O senhor presidente Alexandre Fonseca afirmou ontem “que o novo acordo coletivo de trabalho, que entrou em vigor já este mês deverá pôr fim a um conflito que dura há mais de um ano. Espera-se que o documento ponha fim a um braço de ferro que dura há mais de um ano e que chegou a motivar uma greve geral em meados do ano passado”. Afirmou ainda que “os aumentos variam entre 1% e 4%”.
Lemos o artigo e as afirmações do senhor presidente e ficámos a pensar: será distração, será falta de conhecimento, será falta de ética ou esperteza saloia, ou será bem pior que isso?
O conteúdo e as afirmações nele contidas são um arrazoado de omissões e inverdades, senão vejamos:
- Os aumentos vão de 0,33% a 4%;
- Ficaram sem aumento mais de 2.000 trabalhadores da MEO que estão na situação de pré-reforma e suspensão de contrato;
- O que vai ser assinado amanhã é não é um novo acordo, mas sim uma revisão parcial do ACT;
- O conflito que dura há bem mais de um ano não foi apenas despoletado por questões salariais, mas sobretudo por haver centenas de trabalhadores sem funções atribuídas, centena e meia de trabalhadores transmitidos para outras empresas, assédio moral para obrigar os trabalhadores a assinar rescisões de contrato, atitudes prepotentes, trabalhadores colocados a efectuar funções muito inferiores às suas, imposição do cartão refeição, retirada de complementos remuneratórios, diminuição unilateral de vários benefícios;
- Muitos trabalhadores continuam sem funções atribuídas.

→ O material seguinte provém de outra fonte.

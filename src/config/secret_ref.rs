//! # Secret Reference
//!
//! Identity of the target Secret, parsed from `<namespace>/<name>`.

use crate::config::ConfigError;
use crate::constants::SECRET_REF_SEPARATOR;
use std::fmt;
use std::str::FromStr;

/// Namespace and name of the Secret the pair is published to
#[derive(Debug, Clone, PartialEq, Eq, Hash)]
pub struct SecretRef {
    pub namespace: String,
    pub name: String,
}

impl SecretRef {
    pub fn new(namespace: impl Into<String>, name: impl Into<String>) -> Self {
        Self {
            namespace: namespace.into(),
            name: name.into(),
        }
    }
}

impl FromStr for SecretRef {
    type Err = ConfigError;

    /// Exactly one separator, with a non-empty part on each side
    fn from_str(value: &str) -> Result<Self, Self::Err> {
        let parts: Vec<&str> = value.split(SECRET_REF_SEPARATOR).collect();
        match parts.as_slice() {
            [namespace, name] if !namespace.is_empty() && !name.is_empty() => {
                Ok(Self::new(*namespace, *name))
            }
            _ => Err(ConfigError::InvalidSecretRef(value.to_string())),
        }
    }
}

impl fmt::Display for SecretRef {
    fn fmt(&self, f: &mut fmt::Formatter<'_>) -> fmt::Result {
        write!(f, "{}{}{}", self.namespace, SECRET_REF_SEPARATOR, self.name)
    }
}
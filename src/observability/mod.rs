//! # Observability
//!
//! - `metrics`: Prometheus metrics collection
//! - `logging`: tracing subscriber setup

pub mod logging;
pub mod metrics;

pub use logging::init_logging;
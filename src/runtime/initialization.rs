//! # Initialization
//!
//! Startup sequence: configuration, logging, rustls, metrics, Kubernetes
//! client, sync pipeline.
//!
//! Configuration is validated before anything else so a bad flag stops the
//! process before any cycle runs.

use crate::cli::Args;
use crate::config::SyncerConfig;
use crate::observability;
use crate::provider::kubernetes::{KubernetesSecretStore, SecretLayout};
use crate::server::ServerState;
use crate::sync::{RustlsVerifier, SyncPipeline};
use anyhow::{Context, Result};
use kube::Client;
use std::sync::Arc;
use tracing::{debug, info};

/// Everything the lifecycle needs to run
#[derive(Debug)]
pub struct InitializationResult {
    pub config: SyncerConfig,
    pub pipeline: SyncPipeline,
    pub server_state: Arc<ServerState>,
}

/// Initialize the syncer
///
/// # Errors
///
/// Fails on invalid configuration, when logging or metrics cannot be set up,
/// or when no Kubernetes client configuration can be found.
pub async fn initialize(args: &Args) -> Result<InitializationResult> {
    let config = SyncerConfig::from_args(args).context("Invalid configuration")?;

    observability::init_logging(&config.log_level, config.log_format)?;

    info!("Starting cert-secret-syncer v{}", env!("CARGO_PKG_VERSION"));
    info!(
        "Build info: datetime={}, git_hash={}",
        env!("BUILD_DATETIME"),
        env!("BUILD_GIT_HASH")
    );

    // Required for rustls 0.23+ when no default provider is set via features.
    // Used by the Kubernetes client connection.
    if rustls::crypto::ring::default_provider()
        .install_default()
        .is_err()
    {
        debug!("rustls crypto provider already installed");
    }

    observability::metrics::register_metrics()?;

    let client = Client::try_default()
        .await
        .context("Failed to create Kubernetes client")?;

    let store = Arc::new(KubernetesSecretStore::new(
        client,
        SecretLayout::new(config.cert_data_key.as_str(), config.key_data_key.as_str()),
    ));

    let pipeline = SyncPipeline::new(
        config.cert_path.clone(),
        config.cert_pattern.clone(),
        config.secret.clone(),
        store,
        Arc::new(RustlsVerifier::new()),
    );

    info!(
        "Syncing first file in {} matching '{}' to secret {}",
        config.cert_path.display(),
        config.cert_pattern.as_str(),
        pipeline.target()
    );

    Ok(InitializationResult {
        config,
        pipeline,
        server_state: Arc::new(ServerState::default()),
    })
}
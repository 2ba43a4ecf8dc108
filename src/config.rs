//! Configuration for the classification endpoint.

use serde::{Deserialize, Serialize};

/// Connection settings for the HuggingFace zero-shot inference endpoint.
#[derive(Debug, Clone, Serialize, Deserialize)]
pub struct HuggingFaceConfig {
    /// Base inference URL (e.g. https://api-inference.huggingface.co/models).
    pub endpoint: String,
    /// Model identifier, appended to the endpoint path.
    pub model_id: String,
    /// Bearer token, attached to requests when present. Key management and
    /// rotation stay with the embedding application.
    pub api_token: Option<String>,
    /// Winning scores below this downgrade COMPLIES/DEVIATES to UNCLEAR.
    #[serde(default = "default_confidence_threshold")]
    pub confidence_threshold: f64,
    /// Per-request timeout in seconds.
    #[serde(default = "default_timeout_secs")]
    pub timeout_secs: u64,
}

pub(crate) fn default_confidence_threshold() -> f64 {
    0.6
}

fn default_timeout_secs() -> u64 {
    30
}

impl HuggingFaceConfig {
    /// Load from environment variables. Returns `None` when the endpoint or
    /// model id is unset or empty.
    pub fn from_env() -> Option<Self> {
        let endpoint = std::env::var("HUGGINGFACE_ENDPOINT").ok()?;
        let model_id = std::env::var("HUGGINGFACE_MODEL_ID").ok()?;

        if endpoint.is_empty() || model_id.is_empty() {
            return None;
        }

        let api_token = std::env::var("HUGGINGFACE_API_TOKEN")
            .ok()
            .filter(|t| !t.is_empty());
        let confidence_threshold = std::env::var("GUIDEWATCH_CONFIDENCE_THRESHOLD")
            .ok()
            .and_then(|v| v.parse().ok())
            .unwrap_or_else(default_confidence_threshold);

        Some(Self {
            endpoint,
            model_id,
            api_token,
            confidence_threshold,
            timeout_secs: default_timeout_secs(),
        })
    }
}
//! Zero-shot classification of actions against guidelines.
//!
//! The wire-facing client lives in [`client`]; this module owns the pure
//! response handling: winner selection, label normalization and the
//! confidence threshold. Keeping those as plain functions means the whole
//! post-processing pipeline is testable without a single HTTP request.

use async_trait::async_trait;
use serde::de::{IgnoredAny, MapAccess, Visitor};
use serde::{Deserialize, Deserializer};

use crate::analysis::Verdict;
use crate::error::ClassificationError;

pub mod client;
pub mod retry;

pub use client::HuggingFaceClassifier;
pub use retry::RetryPolicy;

/// Canonical candidate labels, in the order they are sent to the endpoint.
pub const CANDIDATE_LABELS: [&str; 3] = ["complies", "deviates", "unclear"];

// ── Wire types ───────────────────────────────────────────────────

/// One element of the raw classifier response. Never persisted.
#[derive(Debug, Clone)]
pub struct Candidate {
    pub label: String,
    /// Unbounded; some models return raw logits, which may be negative.
    pub score: f64,
}

/// Field names arrive in whatever casing the inference backend emits, so
/// keys are matched case-insensitively. Unknown fields are skipped.
impl<'de> Deserialize<'de> for Candidate {
    fn deserialize<D>(deserializer: D) -> Result<Self, D::Error>
    where
        D: Deserializer<'de>,
    {
        struct CandidateVisitor;

        impl<'de> Visitor<'de> for CandidateVisitor {
            type Value = Candidate;

            fn expecting(&self, f: &mut std::fmt::Formatter<'_>) -> std::fmt::Result {
                f.write_str("an object with label and score fields")
            }

            fn visit_map<A>(self, mut map: A) -> Result<Candidate, A::Error>
            where
                A: MapAccess<'de>,
            {
                let mut label: Option<String> = None;
                let mut score: Option<f64> = None;

                while let Some(key) = map.next_key::<String>()? {
                    match key.to_ascii_lowercase().as_str() {
                        "label" => label = Some(map.next_value()?),
                        "score" => score = Some(map.next_value()?),
                        _ => {
                            map.next_value::<IgnoredAny>()?;
                        }
                    }
                }

                Ok(Candidate {
                    label: label.ok_or_else(|| serde::de::Error::missing_field("label"))?,
                    score: score.ok_or_else(|| serde::de::Error::missing_field("score"))?,
                })
            }
        }

        deserializer.deserialize_map(CandidateVisitor)
    }
}

/// Normalized classification outcome.
#[derive(Debug, Clone, Copy, PartialEq)]
pub struct Classification {
    pub verdict: Verdict,
    /// Raw winning score rounded to 4 decimal places. Computed before any
    /// threshold downgrade and unaffected by it.
    pub confidence: f64,
}

// ── Capability interface ─────────────────────────────────────────

/// Capability interface over the external classifier, so the monitor can
/// be driven by canned outcomes in tests.
#[async_trait]
pub trait Classifier: Send + Sync {
    async fn classify(
        &self,
        action: &str,
        guideline: &str,
    ) -> Result<Classification, ClassificationError>;
}

/// Classifier that replays a fixed candidate list through the normal
/// post-processing pipeline. Intended for tests and offline use.
pub struct FixedClassifier {
    candidates: Vec<Candidate>,
    threshold: f64,
}

impl FixedClassifier {
    pub fn new(candidates: Vec<Candidate>, threshold: f64) -> Self {
        Self {
            candidates,
            threshold,
        }
    }
}

#[async_trait]
impl Classifier for FixedClassifier {
    async fn classify(
        &self,
        _action: &str,
        _guideline: &str,
    ) -> Result<Classification, ClassificationError> {
        resolve(&self.candidates, self.threshold)
    }
}

// ── Response post-processing ─────────────────────────────────────

/// Pick the candidate with the numerically maximum score. Ties keep the
/// earliest response element; the response order is never re-sorted.
fn select_winner(candidates: &[Candidate]) -> Option<&Candidate> {
    let mut best: Option<&Candidate> = None;
    for candidate in candidates {
        match best {
            Some(current) if candidate.score > current.score => best = Some(candidate),
            None => best = Some(candidate),
            _ => {}
        }
    }
    best
}

/// Map a raw winning label onto a [`Verdict`]: first whitespace-delimited
/// token, lowercased. Unknown labels fall back to `Unclear`.
fn normalize_label(label: &str) -> Verdict {
    let token = label.split_whitespace().next().unwrap_or("");
    match token.to_ascii_lowercase().as_str() {
        "complies" => Verdict::Complies,
        "deviates" => Verdict::Deviates,
        _ => Verdict::Unclear,
    }
}

fn round4(score: f64) -> f64 {
    (score * 10_000.0).round() / 10_000.0
}

/// Full post-processing of a raw candidate list: select the winner,
/// normalize its label, apply the confidence threshold.
pub(crate) fn resolve(
    candidates: &[Candidate],
    threshold: f64,
) -> Result<Classification, ClassificationError> {
    let winner = select_winner(candidates).ok_or(ClassificationError::EmptyResponse)?;

    let mut verdict = normalize_label(&winner.label);
    // Confidence reports the raw score even when the verdict is downgraded.
    let confidence = round4(winner.score);

    if matches!(verdict, Verdict::Complies | Verdict::Deviates) && winner.score < threshold {
        tracing::debug!(
            %verdict,
            score = winner.score,
            threshold,
            "winning score below threshold, downgrading to UNCLEAR"
        );
        verdict = Verdict::Unclear;
    }

    Ok(Classification {
        verdict,
        confidence,
    })
}
//! Retry-with-backoff policy for the classification call.
//!
//! The policy is plain data plus a small driver, so the schedule and the
//! transient/fatal split can be unit tested without any HTTP plumbing.
//! Retries are owned entirely by this layer; nothing above it re-invokes
//! a failed classification.

use std::future::Future;
use std::time::Duration;

use crate::error::ClassificationError;

/// Retry schedule for transient classification failures.
#[derive(Debug, Clone, Copy)]
pub struct RetryPolicy {
    /// Additional attempts after the first (3 means 4 attempts total).
    pub max_retries: u32,
    /// Base backoff unit; the delay before retry N is `base_delay * 2^N`.
    pub base_delay: Duration,
}

impl Default for RetryPolicy {
    fn default() -> Self {
        Self {
            max_retries: 3,
            base_delay: Duration::from_secs(1),
        }
    }
}

impl RetryPolicy {
    /// Delay before retry `attempt` (1-based).
    pub fn backoff(&self, attempt: u32) -> Duration {
        self.base_delay * 2u32.saturating_pow(attempt)
    }

    /// Run `op` until it succeeds, fails with a non-transient error, or
    /// the retry budget is exhausted. The last observed failure is the one
    /// surfaced to the caller.
    ///
    /// Backoff sleeps suspend only this future, never the whole process.
    pub async fn run<T, F, Fut>(&self, mut op: F) -> Result<T, ClassificationError>
    where
        F: FnMut() -> Fut,
        Fut: Future<Output = Result<T, ClassificationError>>,
    {
        let mut attempt = 0u32;
        loop {
            match op().await {
                Ok(value) => return Ok(value),
                Err(err) if err.is_transient() && attempt < self.max_retries => {
                    attempt += 1;
                    let delay = self.backoff(attempt);
                    tracing::warn!(
                        attempt,
                        max_retries = self.max_retries,
                        delay_ms = delay.as_millis() as u64,
                        "transient classification failure, backing off: {err}"
                    );
                    tokio::time::sleep(delay).await;
                }
                Err(err) => return Err(err),
            }
        }
    }
}
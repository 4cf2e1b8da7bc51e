//! # stackrun-core
//!
//! Core types and configuration for the stackrun process launcher.
//!
//! A stack is a set of named long-running services, each defined by a shell
//! command, an environment, a restart policy, and a failure action. This crate
//! owns the TOML stack file format, its fail-fast validation, and the log file
//! naming/expiry helpers shared by the supervision engine and the CLI.

pub mod config;
pub mod logs;
pub mod types;

pub use config::{load_stack, StackConfig};
pub use types::*;
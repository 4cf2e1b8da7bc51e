//! # stackrun-super
//!
//! Supervision engine for the stackrun process launcher.
//!
//! Two supervision shapes, both built on the same monitor loop:
//!
//! - keep one service alive: spawn it, stream its output, relaunch it after
//!   every exit per its [`RestartPolicy`](stackrun_core::RestartPolicy), until
//!   cancelled;
//! - bring a whole stack up: one monitor task per service, lifecycle events
//!   reported over a channel, per-service failure actions, and join-all
//!   semantics — the launcher returns only once every monitor has finished.
//!
//! ## Quick start
//!
//! ```rust,no_run
//! use stackrun_super::{Launcher, SupervisorConfig};
//! use stackrun_core::{FailureAction, RestartPolicy, ServiceDef};
//! use std::collections::HashMap;
//!
//! # #[tokio::main]
//! # async fn main() {
//! let launcher = Launcher::new(SupervisorConfig {
//!     log_dir: "/tmp/mystack/logs".into(),
//!     max_log_size: 10 * 1024 * 1024,
//!     echo: true,
//! });
//!
//! let services = vec![ServiceDef {
//!     name: "api".into(),
//!     command: "leadgen-api dev".into(),
//!     dir: None,
//!     env: HashMap::new(),
//!     required_env: vec![],
//!     restart: RestartPolicy::Fixed { delay_secs: 3 },
//!     on_failure: FailureAction::Ignore,
//! }];
//!
//! let summary = launcher.up(&services).await.unwrap();
//! assert!(summary.failed.is_empty());
//! # }
//! ```

pub mod launcher;
pub mod output;
pub mod supervisor;

pub use launcher::{LaunchSummary, Launcher};
pub use output::OutputCapture;
pub use supervisor::{kill_process_tree, Supervisor, SupervisorConfig};
use std::collections::VecDeque;
use std::fs::{self, File, OpenOptions};
use std::io::Write;
use std::path::{Path, PathBuf};
use std::sync::Arc;
use tokio::sync::broadcast;
use tokio::sync::Mutex;

use stackrun_core::logs;

const RING_BUFFER_SIZE: usize = 64 * 1024;

/// Sink for one service's combined stdout/stderr. Every write goes to an
/// in-memory ring buffer, to a size-rotated log file, to broadcast
/// subscribers, and — when an echo prefix is set — line by line to the
/// launcher's own stdout so interleaved services stay tellable apart.
#[derive(Clone)]
pub struct OutputCapture {
	ring: Arc<Mutex<VecDeque<u8>>>,
	log_writer: Arc<Mutex<LogWriter>>,
	echo: Option<Arc<Mutex<EchoLines>>>,
	sender: broadcast::Sender<Vec<u8>>,
}

struct LogWriter {
	file: Option<File>,
	path: PathBuf,
	bytes_written: u64,
	max_size: u64,
	log_dir: PathBuf,
	service: String,
}

struct EchoLines {
	prefix: String,
	pending: Vec<u8>,
}

impl OutputCapture {
	pub fn new(log_dir: &Path, service: &str, max_log_size: u64) -> Self {
		let _ = fs::create_dir_all(log_dir);

		let log_path = log_dir.join(logs::current_log_name(service));
		let file = OpenOptions::new()
			.create(true)
			.append(true)
			.open(&log_path)
			.ok();
		let bytes_written = file
			.as_ref()
			.and_then(|f| f.metadata().ok())
			.map(|m| m.len())
			.unwrap_or(0);

		let (sender, _) = broadcast::channel(256);

		Self {
			ring: Arc::new(Mutex::new(VecDeque::with_capacity(RING_BUFFER_SIZE))),
			log_writer: Arc::new(Mutex::new(LogWriter {
				file,
				path: log_path,
				bytes_written,
				max_size: max_log_size,
				log_dir: log_dir.to_path_buf(),
				service: service.to_string(),
			})),
			echo: None,
			sender,
		}
	}

	/// Echo complete lines to stdout, each prefixed with `prefix` (which may
	/// already carry ANSI color codes).
	pub fn with_echo(mut self, prefix: String) -> Self {
		self.echo = Some(Arc::new(Mutex::new(EchoLines {
			prefix,
			pending: Vec::new(),
		})));
		self
	}

	pub async fn write(&self, data: &[u8]) {
		{
			let mut ring = self.ring.lock().await;
			for &byte in data {
				if ring.len() >= RING_BUFFER_SIZE {
					ring.pop_front();
				}
				ring.push_back(byte);
			}
		}

		{
			let mut writer = self.log_writer.lock().await;
			writer.write(data);
		}

		if let Some(echo) = &self.echo {
			let mut echo = echo.lock().await;
			echo.feed(data);
		}

		let _ = self.sender.send(data.to_vec());
	}

	pub async fn snapshot(&self) -> Vec<u8> {
		let ring = self.ring.lock().await;
		ring.iter().copied().collect()
	}

	pub fn subscribe(&self) -> broadcast::Receiver<Vec<u8>> {
		self.sender.subscribe()
	}
}

impl EchoLines {
	fn feed(&mut self, data: &[u8]) {
		self.pending.extend_from_slice(data);
		while let Some(pos) = self.pending.iter().position(|&b| b == b'\n') {
			let line: Vec<u8> = self.pending.drain(..=pos).collect();
			let text = String::from_utf8_lossy(&line[..line.len() - 1]).to_string();
			let text = text.strip_suffix('\r').unwrap_or(&text);
			println!("{} {}", self.prefix, text);
		}
	}
}

impl LogWriter {
	fn write(&mut self, data: &[u8]) {
		if let Some(ref mut file) = self.file {
			let _ = file.write_all(data);
			self.bytes_written += data.len() as u64;
			if self.bytes_written >= self.max_size {
				self.rotate();
			}
		}
	}

	fn rotate(&mut self) {
		if let Some(file) = self.file.take() {
			drop(file);
		}

		let rotated = self.log_dir.join(logs::rotated_log_name(&self.log_dir, &self.service));
		let _ = fs::rename(&self.path, &rotated);

		self.path = self.log_dir.join(logs::current_log_name(&self.service));
		self.file = OpenOptions::new()
			.create(true)
			.append(true)
			.open(&self.path)
			.ok();
		self.bytes_written = 0;
	}
}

Neste contexto falar em paz social é no mínimo caricato, senão vejamos
- A MEO/Altice está a esvaziar a empresa de áreas funcionais e de trabalhadores;
- Acerca da transmissão de estabelecimento estão já em tribunal vários processos e outros estão para dar entrada;
- Continuam a dar entrada em tribunal processos sobre assédio moral;
- Continuam a verificar-se patologias clínicas do foro psíquico decorrentes da mobilidade funcional, sem que haja qualquer avaliação de riscos psicossociais;
- Imposição de procedimentos sobre a frota automóvel Altice Portugal, cujo conteúdo é rejeitado pelos trabalhadores e que advogados consideram ilegal nalguns aspectos;
- Vários trabalhadores estão a ser contactados por uma empresa exterior, com a cumplicidade da MEO, no sentido aceitarem sair da MEO e passarem para essa empresa com um novo contrato de trabalho. Esta situação é uma tentativa da MEO de continuar encapotadamente com a transmissão de estabelecimento.
Pode o senhor administrador falar em paz social, proximidade interna e estabilidade laboral, porque será apenas para “francês ver”. Na Altice Portugal nada disto se passa e os trabalhadores são considerados instrumentos para maximizar lucros.